- What is required -
Please copy each line in the records below that contains the string "buttons".

** Data to examine follows **

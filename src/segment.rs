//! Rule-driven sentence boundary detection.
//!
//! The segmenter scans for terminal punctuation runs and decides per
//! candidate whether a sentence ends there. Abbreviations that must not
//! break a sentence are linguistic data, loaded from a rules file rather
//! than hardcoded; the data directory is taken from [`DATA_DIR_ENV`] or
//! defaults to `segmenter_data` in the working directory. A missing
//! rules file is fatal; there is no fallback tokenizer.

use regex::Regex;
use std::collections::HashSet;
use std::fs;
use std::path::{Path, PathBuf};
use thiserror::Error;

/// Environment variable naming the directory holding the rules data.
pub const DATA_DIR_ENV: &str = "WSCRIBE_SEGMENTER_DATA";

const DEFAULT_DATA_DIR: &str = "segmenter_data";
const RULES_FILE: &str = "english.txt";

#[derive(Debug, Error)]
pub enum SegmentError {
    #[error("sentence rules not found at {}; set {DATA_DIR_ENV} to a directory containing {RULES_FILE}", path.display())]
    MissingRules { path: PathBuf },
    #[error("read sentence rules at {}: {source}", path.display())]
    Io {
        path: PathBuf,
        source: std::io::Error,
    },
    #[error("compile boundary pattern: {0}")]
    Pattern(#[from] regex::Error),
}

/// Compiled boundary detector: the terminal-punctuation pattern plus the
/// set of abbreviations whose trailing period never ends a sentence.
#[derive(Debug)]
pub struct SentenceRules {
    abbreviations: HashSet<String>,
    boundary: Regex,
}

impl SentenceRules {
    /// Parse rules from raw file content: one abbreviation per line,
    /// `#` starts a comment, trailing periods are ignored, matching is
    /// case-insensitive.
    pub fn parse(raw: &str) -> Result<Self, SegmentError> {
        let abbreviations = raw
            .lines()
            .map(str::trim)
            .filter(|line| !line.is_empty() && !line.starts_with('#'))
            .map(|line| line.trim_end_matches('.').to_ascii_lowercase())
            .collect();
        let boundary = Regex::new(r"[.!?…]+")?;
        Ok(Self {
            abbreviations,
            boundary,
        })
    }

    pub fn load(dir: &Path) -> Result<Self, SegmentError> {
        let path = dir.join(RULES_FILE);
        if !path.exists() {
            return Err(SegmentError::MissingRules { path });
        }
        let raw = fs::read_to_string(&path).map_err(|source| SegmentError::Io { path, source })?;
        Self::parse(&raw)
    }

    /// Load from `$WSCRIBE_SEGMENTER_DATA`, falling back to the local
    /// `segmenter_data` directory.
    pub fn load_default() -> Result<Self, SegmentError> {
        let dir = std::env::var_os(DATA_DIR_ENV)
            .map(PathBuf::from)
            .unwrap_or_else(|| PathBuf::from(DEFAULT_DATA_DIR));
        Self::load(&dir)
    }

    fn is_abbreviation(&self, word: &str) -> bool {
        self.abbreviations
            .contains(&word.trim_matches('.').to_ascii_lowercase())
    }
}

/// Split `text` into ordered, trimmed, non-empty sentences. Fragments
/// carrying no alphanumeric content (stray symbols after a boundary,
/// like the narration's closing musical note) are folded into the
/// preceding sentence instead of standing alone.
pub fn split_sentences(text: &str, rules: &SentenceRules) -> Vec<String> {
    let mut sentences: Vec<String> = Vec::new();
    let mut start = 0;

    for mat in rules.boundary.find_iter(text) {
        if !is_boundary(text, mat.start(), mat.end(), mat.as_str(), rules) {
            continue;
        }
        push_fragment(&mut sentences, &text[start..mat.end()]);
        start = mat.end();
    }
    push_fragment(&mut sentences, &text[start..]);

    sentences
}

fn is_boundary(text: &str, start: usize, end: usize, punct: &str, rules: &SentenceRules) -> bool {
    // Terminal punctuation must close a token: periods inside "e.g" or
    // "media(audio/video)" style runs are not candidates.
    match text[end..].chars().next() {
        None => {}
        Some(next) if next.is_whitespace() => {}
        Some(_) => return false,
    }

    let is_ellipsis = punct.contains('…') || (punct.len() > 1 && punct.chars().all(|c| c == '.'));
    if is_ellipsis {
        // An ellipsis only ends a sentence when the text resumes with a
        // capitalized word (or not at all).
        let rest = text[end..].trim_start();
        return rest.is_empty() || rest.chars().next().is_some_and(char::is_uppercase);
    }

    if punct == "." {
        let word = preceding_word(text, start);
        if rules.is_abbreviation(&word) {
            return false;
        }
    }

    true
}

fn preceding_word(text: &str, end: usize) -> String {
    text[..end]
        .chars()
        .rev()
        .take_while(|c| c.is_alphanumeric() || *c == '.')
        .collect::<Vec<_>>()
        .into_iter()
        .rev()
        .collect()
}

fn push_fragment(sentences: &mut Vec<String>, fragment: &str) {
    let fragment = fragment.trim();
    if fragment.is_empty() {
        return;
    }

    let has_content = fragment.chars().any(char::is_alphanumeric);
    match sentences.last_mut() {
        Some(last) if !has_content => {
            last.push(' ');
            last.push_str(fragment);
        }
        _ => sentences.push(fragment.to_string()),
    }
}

** End of Data to examine **
** Data to examine follows **

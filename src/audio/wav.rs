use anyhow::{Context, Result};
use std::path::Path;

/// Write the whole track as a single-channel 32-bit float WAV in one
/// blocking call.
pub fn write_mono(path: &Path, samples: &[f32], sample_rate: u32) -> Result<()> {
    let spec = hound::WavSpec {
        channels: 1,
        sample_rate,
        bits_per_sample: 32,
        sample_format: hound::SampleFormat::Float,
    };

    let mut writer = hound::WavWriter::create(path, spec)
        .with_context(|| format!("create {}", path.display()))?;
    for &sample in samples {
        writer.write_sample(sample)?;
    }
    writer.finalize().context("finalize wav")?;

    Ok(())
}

** End of Data to examine **
** Data to examine follows **

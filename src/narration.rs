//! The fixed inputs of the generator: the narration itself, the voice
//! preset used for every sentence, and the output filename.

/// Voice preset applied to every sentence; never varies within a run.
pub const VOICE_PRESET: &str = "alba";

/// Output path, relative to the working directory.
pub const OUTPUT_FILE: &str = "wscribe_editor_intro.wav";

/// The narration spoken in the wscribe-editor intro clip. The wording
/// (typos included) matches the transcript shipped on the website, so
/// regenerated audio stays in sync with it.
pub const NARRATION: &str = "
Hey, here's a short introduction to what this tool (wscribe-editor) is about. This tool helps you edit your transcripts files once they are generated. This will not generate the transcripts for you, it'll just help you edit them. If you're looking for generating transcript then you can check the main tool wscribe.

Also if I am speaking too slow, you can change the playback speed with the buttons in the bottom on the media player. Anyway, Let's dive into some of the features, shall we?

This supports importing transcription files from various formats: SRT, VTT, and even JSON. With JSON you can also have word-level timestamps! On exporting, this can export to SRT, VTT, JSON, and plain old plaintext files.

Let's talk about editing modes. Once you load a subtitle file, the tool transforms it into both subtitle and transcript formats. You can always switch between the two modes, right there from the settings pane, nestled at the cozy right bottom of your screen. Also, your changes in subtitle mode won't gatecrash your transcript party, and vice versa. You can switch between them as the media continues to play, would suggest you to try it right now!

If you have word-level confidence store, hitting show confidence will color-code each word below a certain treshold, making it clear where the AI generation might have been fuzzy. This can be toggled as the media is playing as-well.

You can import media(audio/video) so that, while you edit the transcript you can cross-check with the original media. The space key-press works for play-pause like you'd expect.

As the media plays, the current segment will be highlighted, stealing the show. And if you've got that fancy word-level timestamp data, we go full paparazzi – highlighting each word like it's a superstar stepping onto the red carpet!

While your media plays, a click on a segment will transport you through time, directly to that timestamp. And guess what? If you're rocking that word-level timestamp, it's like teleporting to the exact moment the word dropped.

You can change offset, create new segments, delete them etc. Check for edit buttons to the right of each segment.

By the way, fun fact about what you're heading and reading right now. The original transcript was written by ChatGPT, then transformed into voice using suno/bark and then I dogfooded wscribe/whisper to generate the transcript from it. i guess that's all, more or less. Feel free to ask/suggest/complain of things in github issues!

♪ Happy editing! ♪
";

** End of Data to examine **

- Answer space -
Also if I am speaking too slow, you can change the playback speed with the buttons in the bottom on the media player. Anyway, Let's dive into some of the features, shall we?
You can change offset, create new segments, delete them etc. Check for edit buttons to the right of each segment.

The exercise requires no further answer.